MOJOK.CO – Publik dikejutkan dengan munculnya dokumen rahasia Amerika Serikat yang menyeret nama Prabowo Subianto terlibat pada penghilangan aktivis 1998. Padahal sebentar lagi Pilpres 2019, kebetulan?
Lembaga Arsip Keamanan Nasional (NSA) Amerika Serikat baru-baru ini merilis secara publik beberapa dokumen-dokumen rahasia mengenai dugaan kejahatan masa silam calon presiden dari Partai Gerindra, Prabowo Subianto.
Di dalam dokumen sebanyak 34 bandel tersebut disebutkan mengenai keterlibatan Prabowo dalam usaha Kopassus untuk menculik beberapa aktivis 1998. Selain itu di dalam dokumen juga disebutkan bagaimana di dalam tubuh militer sendiri terdapat beda pendapat mengenai respons terhadap kerusuhan massa pada era Reformasi.
Dokumen ini berisi mengenai laporan kejadian di Indonesia pada masa antara bulan Agustus 1997 sampai dengan Mei 1999. Isi dokumen ini separuhnya merupakan laporan percakapan antara staf Kedutaan Amerika di Indonesia dengan pejabat-pejabat dalam negeri.
Seperti yang diberitakan oleh BBC Indonesia, dokumen ini berisi mengenai telegram permbicaraan antara Komandan Kopassus, Prabowo Subianto yang saat itu sebagai Mayor Jenderal dengan Asisten Menteri Luar Negeri Amerika, Stanley Roth. Disebutkan di salah satu dokumen, pertemuan keduanya berlangsung pada 6 November 1997 dan membahas mengenai kondisi dan situasi Indonesia.
Saat itu, Prabowo Subianto memberi tahu kepada Stanley Roth bahwa Presiden Soeharto saat itu punya ingatan yang sangat tajam dan begitu pintar, meski tidak pernah memperoleh pendidikan sampai ke luar negeri. Akan tetapi, Soeharto yang saat itu masih jadi mertua Prabowo tidak begitu ahli dalam memahami persoalan dan tekanan dunia.

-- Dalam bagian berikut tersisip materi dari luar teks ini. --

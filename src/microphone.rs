//! One-shot microphone permission probe
//!
//! The probe only surfaces the platform permission prompt before a call is
//! created. Audio for the call itself is captured by the calling SDK.

use crate::error::MicrophoneError;
use std::fmt;

/// An acquired microphone stream that is released when dropped
pub struct MicrophoneProbe {
    release: Option<Box<dyn FnOnce() + Send>>,
}

impl MicrophoneProbe {
    pub fn new(release: impl FnOnce() + Send + 'static) -> Self {
        Self {
            release: Some(Box::new(release)),
        }
    }

    /// Release the underlying stream now
    pub fn release(mut self) {
        self.release_inner();
    }

    fn release_inner(&mut self) {
        if let Some(release) = self.release.take() {
            release();
        }
    }
}

impl Drop for MicrophoneProbe {
    fn drop(&mut self) {
        self.release_inner();
    }
}

impl fmt::Debug for MicrophoneProbe {
    fn fmt(&self, f: &mut fmt::Formatter<'_>) -> fmt::Result {
        f.debug_struct("MicrophoneProbe")
            .field("held", &self.release.is_some())
            .finish()
    }
}

/// Platform microphone permission capability
#[async_trait::async_trait]
pub trait MicrophoneAccess: Send + Sync {
    /// Request microphone access, returning a live probe on success
    async fn request(&self) -> Result<MicrophoneProbe, MicrophoneError>;
}
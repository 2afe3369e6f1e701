//! Configuration management for toastd
//!
//! Loading, parsing and validating the service configuration from a TOML
//! file: mailbox location, loop timing, parser strictness, panel geometry
//! and palette, and font slot paths.

use std::fs;
use std::path::{Path, PathBuf};
use std::time::Duration;

use anyhow::{ensure, Context, Result};
use serde::{Deserialize, Serialize};

use crate::render::Color;


/// Main configuration struct containing all toastd settings.
#[derive(Debug, Clone, Serialize, Deserialize, Default, PartialEq)]
pub struct ServiceConfig {
    /// Mailbox directory settings
    #[serde(default)]
    pub mailbox: MailboxConfig,

    /// Main-loop timing
    #[serde(default)]
    pub timing: TimingConfig,

    /// Entry parser behavior
    #[serde(default)]
    pub parser: ParserConfig,

    /// Panel geometry and palette
    #[serde(default)]
    pub panel: PanelConfig,

    /// Font slot file paths
    #[serde(default)]
    pub fonts: FontsConfig,
}

/// Where request entries are dropped.
#[derive(Debug, Clone, Serialize, Deserialize, PartialEq)]
#[serde(default)]
pub struct MailboxConfig {
    /// Well-known directory watched for entries
    pub directory: PathBuf,
}

impl Default for MailboxConfig {
    fn default() -> Self {
        Self {
            directory: std::env::temp_dir().join("toastd-mailbox"),
        }
    }
}

/// Main-loop timing constants, all in milliseconds.
#[derive(Debug, Clone, Serialize, Deserialize, PartialEq)]
#[serde(default)]
pub struct TimingConfig {
    /// Sleep between mailbox polls
    pub poll_interval_ms: u64,

    /// With no activity in Idle for this long, the service exits
    pub idle_timeout_ms: u64,

    /// Minimum time a panel stays visible before it may be preempted;
    /// also the floored duration when further entries are queued
    pub min_display_ms: u64,
}

impl Default for TimingConfig {
    fn default() -> Self {
        Self {
            poll_interval_ms: 50,
            idle_timeout_ms: 10_000,
            min_display_ms: 1_000,
        }
    }
}

impl TimingConfig {
    pub fn poll_interval(&self) -> Duration {
        Duration::from_millis(self.poll_interval_ms)
    }

    pub fn idle_timeout(&self) -> Duration {
        Duration::from_millis(self.idle_timeout_ms)
    }

    pub fn min_display(&self) -> Duration {
        Duration::from_millis(self.min_display_ms)
    }
}

/// Entry parser strictness.
///
/// The lenient default accepts any entry with non-empty text; strict mode
/// additionally requires all four recognized keys to be present.
#[derive(Debug, Clone, Serialize, Deserialize, Default, PartialEq)]
pub struct ParserConfig {
    #[serde(default)]
    pub require_all_fields: bool,
}

/// Panel geometry and palette, in surface pixels.
#[derive(Debug, Clone, Serialize, Deserialize, PartialEq)]
#[serde(default)]
pub struct PanelConfig {
    /// Panel size as displayed
    pub width: u32,
    pub height: u32,

    /// Corner rounding radius
    pub corner_radius: u32,

    /// Heights of the top highlight and bottom shadow strips
    pub highlight_height: u32,
    pub shadow_height: u32,

    /// Icon cell: left inset, cell width, and glyph height
    pub icon_inset: u32,
    pub icon_cell_width: u32,
    pub icon_size: f32,

    /// Body text: glyph height and right inset
    pub text_size: f32,
    pub text_inset: u32,

    /// Palette
    pub background: Color,
    pub highlight: Color,
    pub shadow: Color,
    pub icon_color: Color,
    pub text_color: Color,
}

impl Default for PanelConfig {
    fn default() -> Self {
        Self {
            width: 600,
            height: 150,
            corner_radius: 12,
            highlight_height: 6,
            shadow_height: 6,
            icon_inset: 22,
            icon_cell_width: 105,
            icon_size: 60.0,
            text_size: 42.0,
            text_inset: 22,
            background: Color::new(13, 13, 13, 15),
            highlight: Color::new(15, 15, 15, 8),
            shadow: Color::new(0, 0, 0, 2),
            icon_color: Color::new(4, 4, 4, 15),
            text_color: Color::new(5, 5, 5, 15),
        }
    }
}

impl PanelConfig {
    /// Surface width rounded up to the block-linear alignment. The slack
    /// columns on the right are never drawn.
    pub fn surface_width(&self) -> u32 {
        self.width.div_ceil(crate::render::WIDTH_ALIGN) * crate::render::WIDTH_ALIGN
    }
}

/// Paths to the raw font files backing the three logical slots.
#[derive(Debug, Clone, Serialize, Deserialize, PartialEq)]
#[serde(default)]
pub struct FontsConfig {
    /// Always-available fallback font
    pub standard: PathBuf,

    /// Script-specific font matching the system language, if any
    pub local: Option<PathBuf>,

    /// Icon/extension font carrying private-use glyphs, if any
    pub extension: Option<PathBuf>,
}

impl Default for FontsConfig {
    fn default() -> Self {
        Self {
            standard: PathBuf::from("/usr/share/fonts/truetype/dejavu/DejaVuSans.ttf"),
            local: None,
            extension: None,
        }
    }
}

impl ServiceConfig {
    /// Load configuration from a TOML file.
    pub fn load<P: AsRef<Path>>(path: P) -> Result<Self> {
        let path = path.as_ref();
        let content = fs::read_to_string(path)
            .with_context(|| format!("failed to read config file: {}", path.display()))?;
        let config: ServiceConfig = toml::from_str(&content)
            .with_context(|| format!("failed to parse config file: {}", path.display()))?;
        config.validate()?;
        Ok(config)
    }

    /// Reject configurations the engine cannot run with.
    pub fn validate(&self) -> Result<()> {
        ensure!(self.timing.poll_interval_ms > 0, "poll_interval_ms must be positive");
        ensure!(self.timing.min_display_ms > 0, "min_display_ms must be positive");
        ensure!(
            self.timing.idle_timeout_ms >= self.timing.poll_interval_ms,
            "idle_timeout_ms must be at least one poll interval"
        );
        ensure!(self.panel.width > 0 && self.panel.height > 0, "panel size must be non-zero");
        ensure!(
            self.panel.corner_radius * 2 <= self.panel.height
                && self.panel.corner_radius * 2 <= self.panel.width,
            "corner radius does not fit the panel"
        );
        ensure!(
            self.panel.icon_inset + self.panel.icon_cell_width + self.panel.text_inset
                < self.panel.width,
            "icon cell and insets leave no room for text"
        );
        ensure!(self.panel.icon_size > 0.0, "icon_size must be positive");
        ensure!(self.panel.text_size > 0.0, "text_size must be positive");
        Ok(())
    }
}
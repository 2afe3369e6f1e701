//! Software compositor for the overlay surface
//!
//! Owns the RGBA4444 pixel buffer in the block-linear layout the display
//! hardware consumes, and provides the drawing primitives everything else
//! is built on: pixel set/blend, filled and rounded rectangles, a scissor
//! region, and full-surface clear.

use anyhow::{ensure, Result};
use serde::{Deserialize, Serialize};

mod text;

pub use text::{measure_text, TextAlign};

/// Pixels per block-linear macro-block edge. Surface widths must be a
/// multiple of 32 so every gob row is fully populated.
pub const WIDTH_ALIGN: u32 = 32;

/// One color channel is 4 bits; 15 is fully opaque / full intensity.
pub const CHANNEL_MAX: u8 = 15;

/// RGBA color with 4-bit channels (each 0-15), packed to 16 bits on the
/// surface.
#[derive(Debug, Clone, Copy, PartialEq, Eq, Serialize, Deserialize)]
pub struct Color {
    pub r: u8,
    pub g: u8,
    pub b: u8,
    pub a: u8,
}

impl Color {
    pub const TRANSPARENT: Color = Color::new(0, 0, 0, 0);

    pub const fn new(r: u8, g: u8, b: u8, a: u8) -> Self {
        Self { r, g, b, a }
    }

    /// Pack to the RGBA4444 wire format.
    pub fn to_u16(self) -> u16 {
        (self.r as u16 & 0xF)
            | ((self.g as u16 & 0xF) << 4)
            | ((self.b as u16 & 0xF) << 8)
            | ((self.a as u16 & 0xF) << 12)
    }

    /// Unpack from the RGBA4444 wire format.
    pub fn from_u16(raw: u16) -> Self {
        Self {
            r: (raw & 0xF) as u8,
            g: ((raw >> 4) & 0xF) as u8,
            b: ((raw >> 8) & 0xF) as u8,
            a: ((raw >> 12) & 0xF) as u8,
        }
    }

    /// With an alpha of `a`, return how much of the destination channel
    /// `dst` shows over the existing channel `src`, rounded to the nearest
    /// 4-bit step.
    fn blend_channel(src: u8, dst: u8, alpha: u8) -> u8 {
        let one_minus = CHANNEL_MAX - alpha;
        let num = dst as u16 * alpha as u16 + src as u16 * one_minus as u16;
        ((num + 7) / 15) as u8
    }
}

/// Axis-aligned rectangle in surface coordinates.
#[derive(Debug, Clone, Copy, PartialEq, Eq)]
pub struct Rect {
    pub x: i32,
    pub y: i32,
    pub w: i32,
    pub h: i32,
}

impl Rect {
    pub const fn new(x: i32, y: i32, w: i32, h: i32) -> Self {
        Self { x, y, w, h }
    }

    pub fn contains(&self, x: i32, y: i32) -> bool {
        x >= self.x && x < self.x + self.w && y >= self.y && y < self.y + self.h
    }
}

/// Which corner pairs of a rounded rectangle are actually rounded.
///
/// The partial variants are used when the panel background is sliced into
/// a top highlight strip and a bottom shadow strip.
#[derive(Debug, Clone, Copy, PartialEq, Eq)]
pub enum RoundedPart {
    All,
    Top,
    Bottom,
}

/// Map surface coordinates to a u16 offset in the block-linear layout.
///
/// The surface is partitioned into 16x16-pixel blocks grouped into gobs of
/// 32x16 pixels; gob rows stride by a width-derived count, and pixels are
/// bit-interleaved within each gob. The display hardware expects exactly
/// this layout, so the formula must not be "simplified".
pub fn pixel_offset(x: u32, y: u32, width: u32) -> u32 {
    let mut pos = ((y & 127) / 16) + (x / 32) * 8 + (y / 16 / 8) * ((width / 2) / 16 * 8);
    pos *= 16 * 16 * 4;
    pos += ((y % 16) / 8) * 512
        + ((x % 32) / 16) * 256
        + ((y % 8) / 2) * 64
        + ((x % 16) / 8) * 32
        + (y % 2) * 16
        + (x % 8) * 2;
    pos / 2
}

/// Size in u16 units of a block-linear buffer holding a `width` x `height`
/// surface. Heights are padded to whole 128-row bands; the padding rows are
/// never addressed.
pub fn buffer_len(width: u32, height: u32) -> usize {
    let bands = height.div_ceil(128) as usize;
    let gobs_per_band = (width / 32 * 8) as usize;
    bands * gobs_per_band * 512
}

/// The software compositor. One instance per overlay surface.
pub struct Compositor {
    width: u32,
    height: u32,
    pixels: Vec<u16>,
    scissor: Option<Rect>,
}

impl Compositor {
    pub fn new(width: u32, height: u32) -> Result<Self> {
        ensure!(
            width % WIDTH_ALIGN == 0,
            "surface width {} is not a multiple of {}",
            width,
            WIDTH_ALIGN
        );
        ensure!(width > 0 && height > 0, "surface dimensions must be non-zero");
        Ok(Self {
            width,
            height,
            pixels: vec![0; buffer_len(width, height)],
            scissor: None,
        })
    }

    pub fn width(&self) -> u32 {
        self.width
    }

    pub fn height(&self) -> u32 {
        self.height
    }

    /// The raw block-linear buffer, as handed to `Surface::present`.
    pub fn pixels(&self) -> &[u16] {
        &self.pixels
    }

    /// Restrict all subsequent pixel writes to `rect`. At most one region
    /// is active at a time; enabling replaces any previous region.
    pub fn enable_scissor(&mut self, rect: Rect) {
        self.scissor = Some(rect);
    }

    pub fn disable_scissor(&mut self) {
        self.scissor = None;
    }

    fn writable(&self, x: i32, y: i32) -> bool {
        if x < 0 || y < 0 || x >= self.width as i32 || y >= self.height as i32 {
            return false;
        }
        match self.scissor {
            Some(rect) => rect.contains(x, y),
            None => true,
        }
    }

    /// Read back a pixel. Out-of-bounds reads are transparent.
    pub fn pixel_at(&self, x: i32, y: i32) -> Color {
        if x < 0 || y < 0 || x >= self.width as i32 || y >= self.height as i32 {
            return Color::TRANSPARENT;
        }
        let offset = pixel_offset(x as u32, y as u32, self.width) as usize;
        Color::from_u16(self.pixels[offset])
    }

    /// Write a pixel directly, without blending. Bounds- and clip-checked.
    pub fn set_pixel(&mut self, x: i32, y: i32, color: Color) {
        if !self.writable(x, y) {
            return;
        }
        let offset = pixel_offset(x as u32, y as u32, self.width) as usize;
        self.pixels[offset] = color.to_u16();
    }

    /// Blend `color` over the existing pixel. RGB channels mix by the
    /// incoming alpha; alpha itself is a saturating sum.
    pub fn set_pixel_blend(&mut self, x: i32, y: i32, color: Color) {
        if !self.writable(x, y) {
            return;
        }
        let src = self.pixel_at(x, y);
        let out = Color {
            r: Color::blend_channel(src.r, color.r, color.a),
            g: Color::blend_channel(src.g, color.g, color.a),
            b: Color::blend_channel(src.b, color.b, color.a),
            a: (src.a as u16 + color.a as u16).min(CHANNEL_MAX as u16) as u8,
        };
        self.set_pixel(x, y, out);
    }

    /// Fill a rectangle with blending, clamped to the surface.
    pub fn fill_rect(&mut self, x: i32, y: i32, w: i32, h: i32, color: Color) {
        let x2 = (x + w).min(self.width as i32);
        let y2 = (y + h).min(self.height as i32);
        if x2 < 0 || y2 < 0 || x >= self.width as i32 || y >= self.height as i32 {
            return;
        }
        let x = x.max(0);
        let y = y.max(0);
        for xi in x..x2 {
            for yi in y..y2 {
                self.set_pixel_blend(xi, yi, color);
            }
        }
    }

    /// Overwrite the whole surface. Direct writes, no blending.
    pub fn fill_screen(&mut self, color: Color) {
        for y in 0..self.height as i32 {
            for x in 0..self.width as i32 {
                self.set_pixel(x, y, color);
            }
        }
    }

    /// Filled rectangle with all four corners rounded to `radius`.
    pub fn rounded_rect(&mut self, x: i32, y: i32, w: i32, h: i32, radius: i32, color: Color) {
        self.rounded_rect_partial(x, y, w, h, radius, color, RoundedPart::All);
    }

    /// Filled rectangle with only the selected corner pair rounded.
    ///
    /// Corners are carved out after the fill: any pixel whose center lies
    /// outside the corner circle is overwritten with full transparency.
    pub fn rounded_rect_partial(
        &mut self,
        x: i32,
        y: i32,
        w: i32,
        h: i32,
        radius: i32,
        color: Color,
        part: RoundedPart,
    ) {
        self.fill_rect(x, y, w, h, color);

        let top = matches!(part, RoundedPart::All | RoundedPart::Top);
        let bottom = matches!(part, RoundedPart::All | RoundedPart::Bottom);
        let radius_sq = (radius * radius) as f32;

        for cy in 0..radius {
            for cx in 0..radius {
                if top {
                    let dx = (cx - radius) as f32 + 0.5;
                    let dy = (cy - radius) as f32 + 0.5;
                    if dx * dx + dy * dy > radius_sq {
                        self.set_pixel(x + cx, y + cy, Color::TRANSPARENT);
                    }

                    let dx = cx as f32 + 0.5;
                    let dy = (cy - radius) as f32 + 0.5;
                    if dx * dx + dy * dy > radius_sq {
                        self.set_pixel(x + w - radius + cx, y + cy, Color::TRANSPARENT);
                    }
                }

                if bottom {
                    let dx = (cx - radius) as f32 + 0.5;
                    let dy = cy as f32 + 0.5;
                    if dx * dx + dy * dy > radius_sq {
                        self.set_pixel(x + cx, y + h - radius + cy, Color::TRANSPARENT);
                    }

                    let dx = cx as f32 + 0.5;
                    let dy = cy as f32 + 0.5;
                    if dx * dx + dy * dy > radius_sq {
                        self.set_pixel(x + w - radius + cx, y + h - radius + cy, Color::TRANSPARENT);
                    }
                }
            }
        }
    }
}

Dari pembicaraan itu juga disebutkan bahwa Prabowo merasa Soeharto lebih baik mundur pada Maret 1998 kemudian Indonesia bisa melalui transisi kekuasaan secara damai. “Apakah itu terjadi pada Maret atau perlu beberapa tahun lagi, era Soeharto akan segera berakhir,” kata Prabowo dalam dokumen tersebut.
Disebutkan pula dalam dokumen tersebut mengenai catatan yang tercantum tanggal 7 Mei 1998 soal nasib para aktivis yang hilang dan diduga diculik. Dalam laporan ini juga disebutkan bahwa aktivis ini diduga jadi tahanan di fasilitas Kopassus di jalan lama yang menghubungkan antara Jakarta dengan Bogor.
Soal apakah Prabowo terlibat atau tidak dalam hilangnya beberapa aktivis 1998, staf politik Kedutaan Besar AS untuk Indonesia mengeluarkan nama Prabowo Subianto. Informasi ini diklaim didapat dari Kopassus sendiri yang dilakukan Grup 4 Kopassus saat itu. Dari dokumen itu juga disebutkan bahwa keputusan penghilangan beberapa aktivis ini sempat menciptakan perbedaan suara di mana Grup 4 adalah grup yang dikomandoi oleh Prabowo.
“Penghilangan itu diperintahkan Prabowo yang mengikuti perintah dari Presiden Soeharto,” sebut dokumen tersebut.
Kalimat ini sebenarnya sejalan dengan pengakuan Prabowo sendiri saat debat calon presiden pada Pemilihan Presiden (Pilpres) 2014. Di mana saat itu Prabowo Subianto dengan terbuka dan lantang menyatakan dirinya tidak bersalah.
“Sebagai seorang prajurit, kami melakukan tugas kami sebaik-baiknya. Itu merupakan perintah atasan saya,” kata Prabowo saat itu.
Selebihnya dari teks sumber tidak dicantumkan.